The Irish Times view on the war in Congo: a dire humanitarian crisis

Sanctions need to be restored against Rwanda which is supporting the rebels

Displaced people flee ahead of the advancing rebel army in eastern Congo. Photograph: Guerchom Ndebo/The New York Times
Displaced people flee ahead of the advancing rebel army in eastern Congo. Photograph: Guerchom Ndebo/The New York Times

Hundreds of thousands have fled the Democratic Republic of Congo (DRC) ahead of rebels who have reportedly seized the strategic city of Goma in the country’s north east. The streets of the city are littered with bodies, its hospitals overflowing with wounded. This long-running and particularly brutal war has now displaced more than 4.6 million people in the eastern provinces of South and North Kivu in what is a major humanitarian crisis.

In starving Goma food stocks have been looted. More than 15 peacekeeping troops from the UN and African nations have already been killed in the most recent fighting, while demands from the UN, the African Union and the new US government for rebels to leave the city have fallen on deaf ears.

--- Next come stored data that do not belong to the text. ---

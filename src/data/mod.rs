//! Data models and status evaluation for sensor readings.
//!
//! ## Submodules
//!
//! - [`config_store`]: Normal ranges and sensor locations ([`ConfigStore`])
//! - [`duration`]: Parsing and formatting of interval strings (e.g., "30s", "500ms")
//! - [`history`]: Per-sensor value history for sparklines
//! - [`model`]: Core types ([`SensorId`], [`Reading`], [`ParameterConfig`], ...)
//! - [`status`]: Normal/abnormal evaluation ([`StatusEvaluator`], [`Status`])
//!
//! ## Data Flow
//!
//! ```text
//! /api/latest payload
//!        │
//!        ▼
//! Reading (one per sensor)
//!        │
//!        ▼
//! StatusEvaluator::evaluate()  ◀── ConfigStore (norm ranges)
//!        │
//!        ├──▶ SensorStatus (NoData | Normal | Warning + reading)
//!        │
//!        └──▶ ReadingHistory::record() (for sparklines)
//! ```

pub mod config_store;
pub mod duration;
pub mod history;
pub mod model;
pub mod status;

pub use config_store::{ConfigStore, CANONICAL_PARAMETERS};
pub use history::ReadingHistory;
pub use model::{
    Axis, ParameterConfig, Reading, SensorHistory, SensorId, SensorLocation, SensorStats, Series,
    SystemStats, LIVE_SENSOR_WIRE_ID,
};
pub use status::{SensorStatus, Status, StatusEvaluator};
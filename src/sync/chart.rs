//! Chart panel contents.

use std::collections::BTreeSet;

use serde::Serialize;

use crate::data::{Axis, ConfigStore, SensorHistory, SensorStats};

/// One plotted line. `x` is the sample index.
#[derive(Debug, Clone, PartialEq, Serialize)]
pub struct ChartLine {
    pub parameter_key: String,
    pub label: String,
    pub unit: String,
    pub points: Vec<(f64, f64)>,
}

impl ChartLine {
    /// `(min, max)` of the y values, if there are any.
    pub fn y_bounds(&self) -> Option<(f64, f64)> {
        self.points.iter().fold(None, |acc, &(_, y)| match acc {
            None => Some((y, y)),
            Some((lo, hi)) => Some((lo.min(y), hi.max(y))),
        })
    }
}

/// A built chart. Each instance has a unique id; the panel holds at most one.
#[derive(Debug, Clone, PartialEq, Serialize)]
pub struct ChartInstance {
    pub id: u64,
    pub timestamps: Vec<String>,
    pub left: Vec<ChartLine>,
    pub right: Vec<ChartLine>,
}

impl ChartInstance {
    pub(crate) fn build(
        id: u64,
        store: &ConfigStore,
        history: &SensorHistory,
        visible: &BTreeSet<String>,
    ) -> Option<Self> {
        let mut chart = ChartInstance {
            id,
            timestamps: history.timestamps.clone(),
            left: Vec::new(),
            right: Vec::new(),
        };

        for series in &history.series {
            let key = store
                .key_for_label(&series.parameter_key)
                .or_else(|| store.key_for_label(&series.label))
                .unwrap_or(series.parameter_key.as_str());
            if !visible.contains(key) {
                continue;
            }

            let cfg = store.get(key);
            let line = ChartLine {
                parameter_key: key.to_string(),
                label: cfg.display_name.clone(),
                unit: cfg.unit.clone(),
                points: series
                    .values
                    .iter()
                    .enumerate()
                    .filter_map(|(i, v)| v.map(|v| (i as f64, v)))
                    .collect(),
            };
            match series.axis {
                Axis::Left => chart.left.push(line),
                Axis::Right => chart.right.push(line),
            }
        }

        if chart.left.is_empty() && chart.right.is_empty() {
            None
        } else {
            Some(chart)
        }
    }

    pub fn lines(&self) -> impl Iterator<Item = &ChartLine> {
        self.left.iter().chain(self.right.iter())
    }
}

/// What the chart area currently shows.
#[derive(Debug, Clone, PartialEq, Serialize)]
pub enum ChartPanel {
    /// No sensor selected.
    Empty,
    /// History requested, not yet received.
    Loading,
    /// No parameter is toggled on.
    Prompt,
    /// The sensor has no history in the requested window.
    NoData,
    /// Charts are not offered for the live sensor.
    Disabled,
    /// The history request failed.
    Unavailable(String),
    Chart(ChartInstance),
}

/// What the statistics area currently shows.
#[derive(Debug, Clone, PartialEq, Serialize)]
pub enum StatsPanel {
    Empty,
    Loading,
    Disabled,
    Unavailable(String),
    Stats(SensorStats),
}
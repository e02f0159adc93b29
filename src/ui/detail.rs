//! Detail view rendering.
//!
//! Shows the selected sensor: a header line, one card per parameter of the
//! latest reading, the history chart and the statistics block.

use ratatui::{
    layout::{Constraint, Layout, Rect},
    style::{Modifier, Style},
    text::{Line, Span},
    widgets::{Block, Borders, Paragraph},
    Frame,
};

use crate::app::App;
use crate::data::{SensorId, SensorStats, Status};
use crate::sync::{ChartPanel, MetricCard, StatsPanel};

use super::chart;
use super::common::format_count;

/// Height of the metric card row (borders + two lines).
const CARD_HEIGHT: u16 = 4;
/// Height of the statistics block.
const STATS_HEIGHT: u16 = 6;

/// Render the Detail view.
pub fn render(frame: &mut Frame, app: &App, area: Rect) {
    let Some(sensor_id) = app.selection().sensor_id() else {
        let block = Block::default()
            .title(" Detail ")
            .borders(Borders::ALL)
            .border_type(app.theme.border_type)
            .border_style(Style::default().fg(app.theme.border));
        let paragraph = Paragraph::new("Select a sensor in the Map or Sensors view (Enter)")
            .style(Style::default().add_modifier(Modifier::DIM))
            .block(block);
        frame.render_widget(paragraph, area);
        return;
    };

    let chunks = Layout::vertical([
        Constraint::Length(3),
        Constraint::Length(CARD_HEIGHT),
        Constraint::Min(8),
        Constraint::Length(STATS_HEIGHT),
    ])
    .split(area);

    render_header(frame, app, sensor_id, chunks[0]);
    render_cards(frame, app, sensor_id, chunks[1]);
    render_chart_area(frame, app, chunks[2]);
    render_stats(frame, app, chunks[3]);
}

fn render_header(frame: &mut Frame, app: &App, sensor_id: SensorId, area: Rect) {
    let status = app
        .latest
        .get(&sensor_id)
        .map_or(Status::NoData, |s| s.status);

    let mut spans = vec![
        Span::styled(
            format!(" {} ", app.display_name(sensor_id)),
            Style::default().add_modifier(Modifier::BOLD),
        ),
        Span::raw("│ "),
        Span::styled(
            format!("{} {}", status.symbol(), status.label()),
            app.theme.status_style(status),
        ),
        Span::raw(" │ "),
        Span::raw(match app.sync.cards_updated() {
            Some(ts) => format!("Reading {}", ts),
            None => "No reading".to_string(),
        }),
    ];
    if sensor_id.is_live() {
        spans.push(Span::raw(" │ "));
        spans.push(if app.live_polling() {
            Span::styled("live polling", Style::default().fg(app.theme.accent))
        } else {
            Span::styled("live polling stopped", Style::default().fg(app.theme.alert))
        });
    }

    let block = Block::default()
        .title(" Sensor ")
        .borders(Borders::ALL)
        .border_type(app.theme.border_type)
        .border_style(Style::default().fg(app.theme.highlight));
    frame.render_widget(Paragraph::new(Line::from(spans)).block(block), area);
}

fn render_cards(frame: &mut Frame, app: &App, sensor_id: SensorId, area: Rect) {
    let cards = app.sync.cards();
    if cards.is_empty() {
        let paragraph = Paragraph::new(" No values in the latest reading")
            .style(Style::default().add_modifier(Modifier::DIM));
        frame.render_widget(paragraph, area);
        return;
    }

    let areas = Layout::horizontal(vec![Constraint::Fill(1); cards.len()]).split(area);
    for (card, card_area) in cards.iter().zip(areas.iter()) {
        render_card(frame, app, sensor_id, card, *card_area);
    }
}

fn render_card(frame: &mut Frame, app: &App, sensor_id: SensorId, card: &MetricCard, area: Rect) {
    let style = app.theme.card_style(card.normal);

    let mut value = vec![Span::styled(
        card.value_text(),
        style.add_modifier(Modifier::BOLD),
    )];
    if let Some(delta) = app.history.delta(sensor_id, &card.parameter_key) {
        let arrow = if delta > 0.0 {
            "▲"
        } else if delta < 0.0 {
            "▼"
        } else {
            "="
        };
        value.push(Span::styled(
            format!(" {}", arrow),
            Style::default().add_modifier(Modifier::DIM),
        ));
    }

    let lines = vec![
        Line::from(value),
        Line::from(Span::styled(
            format!("norm {}", card.range_label),
            Style::default().add_modifier(Modifier::DIM),
        )),
    ];

    let block = Block::default()
        .title(format!(" {} ", card.display_name))
        .borders(Borders::ALL)
        .border_type(app.theme.border_type)
        .border_style(style);
    frame.render_widget(Paragraph::new(lines).block(block), area);
}

fn render_chart_area(frame: &mut Frame, app: &App, area: Rect) {
    let chunks = Layout::vertical([Constraint::Length(1), Constraint::Min(3)]).split(area);

    let hours = app.settings().history_hours;
    let mut spans = vec![Span::styled(format!(" History ({}h) ", hours), app.theme.header)];
    spans.extend(chart::legend(app).spans);
    frame.render_widget(Paragraph::new(Line::from(spans)), chunks[0]);

    match app.sync.chart() {
        ChartPanel::Chart(instance) => chart::render(frame, app, instance, chunks[1]),
        panel => chart::render_message(frame, app, &chart_message(panel), chunks[1]),
    }
}

fn chart_message(panel: &ChartPanel) -> String {
    match panel {
        ChartPanel::Empty => "No sensor selected".to_string(),
        ChartPanel::Loading => "Loading history...".to_string(),
        ChartPanel::Prompt => "Select parameters to display (t p h g n)".to_string(),
        ChartPanel::NoData => "No data for this period".to_string(),
        ChartPanel::Disabled => "Charts are not available for the live sensor".to_string(),
        ChartPanel::Unavailable(reason) => format!("History unavailable: {}", reason),
        ChartPanel::Chart(_) => String::new(),
    }
}

fn render_stats(frame: &mut Frame, app: &App, area: Rect) {
    let dim = Style::default().add_modifier(Modifier::DIM);
    let lines = match app.sync.stats() {
        StatsPanel::Empty => vec![Line::from(Span::styled("No sensor selected", dim))],
        StatsPanel::Loading => vec![Line::from(Span::styled("Loading statistics...", dim))],
        StatsPanel::Disabled => vec![Line::from(Span::styled(
            "Statistics are not available for the live sensor",
            dim,
        ))],
        StatsPanel::Unavailable(reason) => vec![Line::from(Span::styled(
            format!("Statistics unavailable: {}", reason),
            Style::default().fg(app.theme.alert),
        ))],
        StatsPanel::Stats(stats) => stats_lines(app, stats),
    };

    let block = Block::default()
        .title(" Statistics ")
        .borders(Borders::ALL)
        .border_type(app.theme.border_type)
        .border_style(Style::default().fg(app.theme.border));
    frame.render_widget(Paragraph::new(lines).block(block), area);
}

fn stats_lines(app: &App, stats: &SensorStats) -> Vec<Line<'static>> {
    let bold = Style::default().add_modifier(Modifier::BOLD);
    let when = |ts: Option<chrono::NaiveDateTime>| {
        ts.map(|t| t.format("%Y-%m-%d %H:%M").to_string())
            .unwrap_or_else(|| "-".to_string())
    };

    let mut averages = vec![Span::raw(" Averages: ")];
    if stats.averages.is_empty() {
        averages.push(Span::raw("-"));
    }
    for cfg in app.store.parameters() {
        if let Some(avg) = stats.averages.get(&cfg.key) {
            averages.push(Span::raw(format!("{} ", cfg.display_name)));
            averages.push(Span::styled(format!("{:.1}{}  ", avg, unit_suffix(&cfg.unit)), bold));
        }
    }

    vec![
        Line::from(vec![
            Span::raw(" Records: "),
            Span::styled(format_count(stats.total_records), bold),
        ]),
        Line::from(vec![
            Span::raw(" First: "),
            Span::styled(when(stats.first_record), bold),
            Span::raw("   Last: "),
            Span::styled(when(stats.last_record), bold),
        ]),
        Line::from(averages),
    ]
}

fn unit_suffix(unit: &str) -> String {
    if unit.is_empty() {
        String::new()
    } else {
        format!(" {}", unit)
    }
}

#[cfg(test)]
mod tests {
    use super::*;

    #[test]
    fn test_chart_messages() {
        assert_eq!(chart_message(&ChartPanel::NoData), "No data for this period");
        assert_eq!(
            chart_message(&ChartPanel::Unavailable("timeout".to_string())),
            "History unavailable: timeout"
        );
        assert!(chart_message(&ChartPanel::Prompt).contains("t p h g n"));
    }

    #[test]
    fn test_unit_suffix() {
        assert_eq!(unit_suffix(""), "");
        assert_eq!(unit_suffix("dB"), " dB");
    }
}
use std::io;
use std::path::PathBuf;
use std::sync::Arc;
use std::time::Duration;

use anyhow::Result;
use clap::Parser;
use crossterm::{
    event::{DisableMouseCapture, EnableMouseCapture, Event},
    execute,
    terminal::{disable_raw_mode, enable_raw_mode, EnterAlternateScreen, LeaveAlternateScreen},
};
use ratatui::{
    backend::CrosstermBackend,
    layout::{Constraint, Layout},
    Terminal,
};
use tracing::{info, warn};

use sensorwatch::app::{App, View};
use sensorwatch::config::{ConfigOverrides, DashboardConfig};
use sensorwatch::{events, export, logging, ui, Backend, ConfigStore, HttpBackend, Poller};

#[derive(Parser, Debug)]
#[command(name = "sensorwatch")]
#[command(about = "Terminal dashboard for environmental sensor readings")]
struct Args {
    /// Base URL of the backend REST API
    #[arg(short, long)]
    backend: Option<String>,

    /// Settings file (TOML). Defaults to sensorwatch.toml if present
    #[arg(short, long)]
    config: Option<PathBuf>,

    /// Latest-readings poll interval (e.g., "30s", "1m")
    #[arg(short, long)]
    poll: Option<String>,

    /// Live sensor poll interval (e.g., "5s", "500ms")
    #[arg(long)]
    live_poll: Option<String>,

    /// Hours of history shown in the chart
    #[arg(long)]
    hours: Option<u32>,

    /// Log file
    #[arg(long)]
    log_file: Option<PathBuf>,

    /// Export current state to JSON file and exit
    #[arg(short, long)]
    export: Option<PathBuf>,
}

fn main() -> Result<()> {
    let args = Args::parse();

    let overrides = ConfigOverrides {
        backend_url: args.backend,
        poll_interval: args.poll,
        live_poll_interval: args.live_poll,
        history_hours: args.hours,
        log_file: args.log_file,
    };
    let settings = DashboardConfig::load(args.config.as_deref(), &overrides)?;
    logging::init(&settings.log_file)?;
    info!(?settings, "Starting sensorwatch");

    let rt = tokio::runtime::Runtime::new()?;
    let backend = HttpBackend::builder()
        .endpoint(settings.backend_url.as_str())
        .timeout(settings.request_timeout)
        .build()?;

    // Handle export mode (non-interactive)
    if let Some(export_path) = args.export {
        let report = rt.block_on(export::export_once(&backend, &export_path))?;
        println!(
            "Exported {} sensors to {}",
            report.summary.total_sensors,
            export_path.display()
        );
        return Ok(());
    }

    let mut store = ConfigStore::builtin();
    if let Err(e) = rt.block_on(store.load(&backend)) {
        warn!(error = %e, "Continuing with built-in sensor configuration");
    }

    let backend: Arc<dyn Backend> = Arc::new(backend);
    let (poller, poll_events) = Poller::new(backend, rt.handle().clone(), settings.history_hours);
    let app = App::new(store, poller, poll_events, settings, ui::Theme::auto_detect());

    let result = run_tui(app);

    // Timers hold no terminal state; drop them with the runtime.
    rt.shutdown_timeout(Duration::from_secs(1));
    result
}

/// Run the TUI until the user quits
fn run_tui(mut app: App) -> Result<()> {
    // Setup terminal
    enable_raw_mode()?;
    let mut stdout = io::stdout();
    execute!(stdout, EnterAlternateScreen, EnableMouseCapture)?;
    let backend = CrosstermBackend::new(stdout);
    let mut terminal = Terminal::new(backend)?;

    // Setup panic hook to restore terminal
    let original_hook = std::panic::take_hook();
    std::panic::set_hook(Box::new(move |panic| {
        let _ = disable_raw_mode();
        let _ = execute!(io::stdout(), LeaveAlternateScreen, DisableMouseCapture);
        original_hook(panic);
    }));

    app.start();

    // Run the main loop
    let result = run_app(&mut terminal, &mut app);

    // Restore terminal
    disable_raw_mode()?;
    execute!(
        terminal.backend_mut(),
        LeaveAlternateScreen,
        DisableMouseCapture
    )?;
    terminal.show_cursor()?;

    result
}

fn run_app(terminal: &mut Terminal<CrosstermBackend<io::Stdout>>, app: &mut App) -> Result<()> {
    // Minimum terminal size for usable display
    const MIN_WIDTH: u16 = 80;
    const MIN_HEIGHT: u16 = 24;

    while app.running {
        // Apply whatever the poller finished since the last frame
        app.drain_events();

        terminal.draw(|frame| {
            let area = frame.area();

            if area.width < MIN_WIDTH || area.height < MIN_HEIGHT {
                let msg = format!(
                    "Terminal too small: {}x{}\nMinimum: {}x{}\n\nResize to continue",
                    area.width, area.height, MIN_WIDTH, MIN_HEIGHT
                );
                let paragraph = ratatui::widgets::Paragraph::new(msg)
                    .alignment(ratatui::layout::Alignment::Center)
                    .style(ratatui::style::Style::default().fg(app.theme.alert));
                let centered = ratatui::layout::Rect::new(
                    0,
                    (area.height / 2).saturating_sub(2),
                    area.width,
                    5.min(area.height),
                );
                frame.render_widget(paragraph, centered);
                return;
            }

            let chunks = Layout::vertical([
                Constraint::Length(1), // Header bar
                Constraint::Length(1), // Tabs
                Constraint::Min(8),    // Content
                Constraint::Length(1), // Status bar
            ])
            .split(area);

            ui::common::render_header(frame, app, chunks[0]);
            ui::common::render_tabs(frame, app, chunks[1]);

            match app.current_view {
                View::Map => ui::map::render(frame, app, chunks[2]),
                View::Sensors => ui::sensors::render(frame, app, chunks[2]),
                View::Detail => ui::detail::render(frame, app, chunks[2]),
            }

            ui::common::render_status_bar(frame, app, chunks[3]);

            if app.pending_admin.is_some() {
                ui::common::render_confirm(frame, app, area);
            }

            if app.show_help {
                ui::common::render_help(frame, app, area);
            }
        })?;

        // Poll for events with a short timeout
        if let Some(event) = events::poll_event(Duration::from_millis(100))? {
            match event {
                Event::Key(key) => events::handle_key_event(app, key),
                Event::Mouse(mouse) => events::handle_mouse_event(app, mouse),
                Event::Resize(_, _) => {
                    // Terminal will redraw on next iteration
                }
                _ => {}
            }
        }
    }

    Ok(())
}
//! Request tokens and stale-response detection.

use std::collections::HashMap;
use std::sync::atomic::{AtomicU64, Ordering};

/// Identifies one issued request. Later requests get larger tokens.
#[derive(Debug, Clone, Copy, PartialEq, Eq, PartialOrd, Ord, Hash)]
pub struct RequestToken(u64);

impl RequestToken {
    pub fn value(&self) -> u64 {
        self.0
    }
}

/// Hands out request tokens. Shared by every request task.
#[derive(Debug, Default)]
pub struct TokenIssuer {
    last: AtomicU64,
}

impl TokenIssuer {
    pub fn new() -> Self {
        Self::default()
    }

    /// Issue the next token. Tokens are unique and strictly increasing.
    pub fn issue(&self) -> RequestToken {
        RequestToken(self.last.fetch_add(1, Ordering::SeqCst) + 1)
    }
}

/// The kinds of response the dashboard applies.
#[derive(Debug, Clone, Copy, PartialEq, Eq, Hash)]
pub enum Resource {
    Latest,
    Live,
    History,
    Stats,
    SystemStats,
}

/// Remembers the newest applied token per resource.
///
/// A response issued before the one already applied for the same resource
/// is stale and must be dropped.
#[derive(Debug, Default)]
pub struct StaleGuard {
    applied: HashMap<Resource, RequestToken>,
}

impl StaleGuard {
    pub fn new() -> Self {
        Self::default()
    }

    /// Returns true (and records the token) if the response may be applied.
    pub fn accept(&mut self, resource: Resource, token: RequestToken) -> bool {
        match self.applied.get(&resource) {
            Some(last) if *last >= token => false,
            _ => {
                self.applied.insert(resource, token);
                true
            }
        }
    }

    pub fn last_applied(&self, resource: Resource) -> Option<RequestToken> {
        self.applied.get(&resource).copied()
    }
}

#[cfg(test)]
mod tests {
    use super::*;

    #[test]
    fn test_tokens_increase() {
        let issuer = TokenIssuer::new();
        let a = issuer.issue();
        let b = issuer.issue();
        assert!(b > a);
        assert_eq!(a.value() + 1, b.value());
    }

    #[test]
    fn test_older_response_is_rejected() {
        let issuer = TokenIssuer::new();
        let first = issuer.issue();
        let second = issuer.issue();

        let mut guard = StaleGuard::new();
        assert!(guard.accept(Resource::Latest, second));
        assert!(!guard.accept(Resource::Latest, first));
        assert_eq!(guard.last_applied(Resource::Latest), Some(second));
    }

    #[test]
    fn test_in_order_responses_are_accepted() {
        let issuer = TokenIssuer::new();
        let mut guard = StaleGuard::new();
        for _ in 0..3 {
            assert!(guard.accept(Resource::Live, issuer.issue()));
        }
    }

    #[test]
    fn test_same_token_applies_once() {
        let issuer = TokenIssuer::new();
        let token = issuer.issue();
        let mut guard = StaleGuard::new();
        assert!(guard.accept(Resource::Stats, token));
        assert!(!guard.accept(Resource::Stats, token));
    }

    #[test]
    fn test_resources_are_independent() {
        let issuer = TokenIssuer::new();
        let history = issuer.issue();
        let latest = issuer.issue();

        let mut guard = StaleGuard::new();
        assert!(guard.accept(Resource::Latest, latest));
        assert!(guard.accept(Resource::History, history));
    }
}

The rebels are now advancing towards Bukavu, another of the DRC’s key eastern cities, according to report.

Rwanda’s President Paul Kagame insists that Congolese rebels of the M23 group, widely accused of war crimes, are there purely to safeguard fellow Tutsis from genocidal militias. He denies international complaints that there are some 4,000 Rwanda troops in the DRC backing and arming M23, that his country is systematically looting and exporting for its own benefit rare earth minerals, or that he has any intention of incorporating the region permanently into Rwanda. Few believe him.

Goma, a city of more than a million people sits on the border with Rwanda. It is a vital trading hub within reach of mining towns supplying metals and minerals in high demand such as gold, tin and coltan, a key component of mobile phones and batteries for electric vehicles. UN experts have said that significant amounts of coltan have already been illegally exported to Rwanda.

READ MORE

It is vital that the UN, the African Union and the international community now moves fast to restore sanctions against Rwanda, imposed when the M23 previously briefly seized Goma. Efforts to broker talks to end the fighting, so far unsuccessful, also need to be stepped up.